ステファンのお父さんが家の方向に歩き始めたのを見て、思わずケタケタと魔女らしい笑い声が漏れた。
その夜、ドローネはステファンの家に行くと、窓から中を覗き込んだ。
そこには楽しそうに二人でクリスマスを祝う、ステフとボトル・ボトムがいた。
「ふふふ、よかったな、ステフ」
ドローネはいつの間にか、ステフの笑顔が好きになっていたのだ。
とその時、ステファンが窓の外のドローネに気付いた。
「あ、お父さん、ちょっと待って」
「ん、どうしたステフ」
「お友達が来たんだ。一緒にクリスマスを祝ってもいい?」
「ああ、もちろんだよ。呼んでおいで」
ステファンはドアを開けて、ドローネを中に招いた。
「いやいいよ。私は魔女だぜ、クリスマスなんて祝ったことないよ」
「いいじゃない、ご飯だけでも一緒に食べようよ」
ドローネは少し悩んだけれど、ステファンにどうしてもと言われ、ごちそうになることにした。

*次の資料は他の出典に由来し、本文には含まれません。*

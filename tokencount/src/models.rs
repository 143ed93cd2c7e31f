use std::io::Write;

use estimator::{FAMILY_FALLBACKS, KNOWN_MODELS};

/// Print the pinned models and the fallback rules for everything else.
pub(crate) fn run(out: &mut impl Write) -> anyhow::Result<()> {
    for (model, family) in KNOWN_MODELS {
        let cost = family.fixed_cost();

        writeln!(
            out,
            "{model:<24} {family:<8} message={:<2} name={}",
            cost.message, cost.name
        )?;
    }

    for (pattern, target) in FAMILY_FALLBACKS {
        writeln!(out, "*{pattern}* -> {target}")?;
    }

    Ok(())
}

#[cfg(test)]
mod tests {
    use insta::assert_snapshot;

    #[test]
    fn lists_models_and_fallbacks() {
        let mut out = Vec::new();
        super::run(&mut out).unwrap();

        assert_snapshot!(String::from_utf8(out).unwrap(), @r"
        gpt-3.5-turbo-0613       standard message=3  name=1
        gpt-3.5-turbo-16k-0613   standard message=3  name=1
        gpt-4-0314               standard message=3  name=1
        gpt-4-32k-0314           standard message=3  name=1
        gpt-4-0613               standard message=3  name=1
        gpt-4-32k-0613           standard message=3  name=1
        gpt-3.5-turbo-0301       legacy   message=4  name=-1
        *gpt-3.5-turbo* -> gpt-3.5-turbo-0613
        *gpt-4* -> gpt-4-0613
        ");
    }
}
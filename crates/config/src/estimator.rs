//! Estimator configuration structures.

use serde::Deserialize;

/// Prompt token estimator configuration.
#[derive(Debug, Clone, Default, Deserialize)]
#[serde(default, deny_unknown_fields)]
pub struct EstimatorConfig {
    /// Whether tool definitions take part in the estimate.
    pub tool_accounting: ToolAccountingMode,
    /// Overheads used when tool accounting is experimental.
    pub tool_costs: ToolCostsConfig,
}

/// Tool definition accounting mode.
#[derive(Debug, Clone, Copy, Default, PartialEq, Eq, Deserialize)]
#[serde(rename_all = "kebab-case")]
pub enum ToolAccountingMode {
    /// Tool definitions add no tokens.
    #[default]
    Disabled,
    /// Tool definitions are approximated with `tool_costs`.
    Experimental,
}

/// Fixed token overheads for tool definitions.
#[derive(Debug, Clone, Copy, PartialEq, Eq, Deserialize)]
#[serde(default, deny_unknown_fields)]
pub struct ToolCostsConfig {
    /// Added once when a request has any tools.
    pub tools: i64,
    /// Added once per function with parameters.
    pub tool_parameters: i64,
    /// Added per property with a type.
    pub property_type: i64,
    /// Added per property with a description.
    pub property_description: i64,
    /// Added per property with an enum.
    pub property_enum: i64,
    /// Added per enum element.
    pub property_enum_element: i64,
}

impl Default for ToolCostsConfig {
    fn default() -> Self {
        Self {
            tools: 12,
            tool_parameters: 11,
            property_type: 2,
            property_description: 2,
            property_enum: -3,
            property_enum_element: 3,
        }
    }
}

#[cfg(test)]
mod tests {
    use super::*;
    use indoc::indoc;
    use insta::assert_debug_snapshot;

    #[test]
    fn estimator_config_defaults() {
        let config: EstimatorConfig = toml::from_str("").unwrap();

        assert_debug_snapshot!(&config, @r#"
        EstimatorConfig {
            tool_accounting: Disabled,
            tool_costs: ToolCostsConfig {
                tools: 12,
                tool_parameters: 11,
                property_type: 2,
                property_description: 2,
                property_enum: -3,
                property_enum_element: 3,
            },
        }
        "#);
    }

    #[test]
    fn experimental_with_partial_overrides() {
        let config = indoc! {r#"
            tool_accounting = "experimental"

            [tool_costs]
            tools = 9
            property_enum = -2
        "#};

        let config: EstimatorConfig = toml::from_str(config).unwrap();

        assert_debug_snapshot!(&config, @r#"
        EstimatorConfig {
            tool_accounting: Experimental,
            tool_costs: ToolCostsConfig {
                tools: 9,
                tool_parameters: 11,
                property_type: 2,
                property_description: 2,
                property_enum: -2,
                property_enum_element: 3,
            },
        }
        "#);
    }

    #[test]
    fn unknown_mode_is_rejected() {
        let error = toml::from_str::<EstimatorConfig>(r#"tool_accounting = "exact""#).unwrap_err();

        assert!(error.to_string().contains("unknown variant `exact`"));
    }

    #[test]
    fn unknown_cost_field_is_rejected() {
        let config = indoc! {r#"
            [tool_costs]
            functions = 1
        "#};

        let error = toml::from_str::<EstimatorConfig>(config).unwrap_err();

        assert!(error.to_string().contains("unknown field `functions`"));
    }
}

ステファン親子にとっては、久しぶりに三人で過ごすクリスマスだった。
スタッフィングにチキン、プディング。そして小さなケーキ。
豪華ではないけれど、それでもしっかりとクリスマスだ。
ドローネは、こんな温かな食事は見たことがなかった。
舞い上がったドローネは、真っ先にプディングからかぶりつく。お父さんは笑顔でそれを眺めていた。
ドローネは、こんなクリスマスなら悪くないな、と思った。
窓の外では、キラキラと雪が舞い始めていた。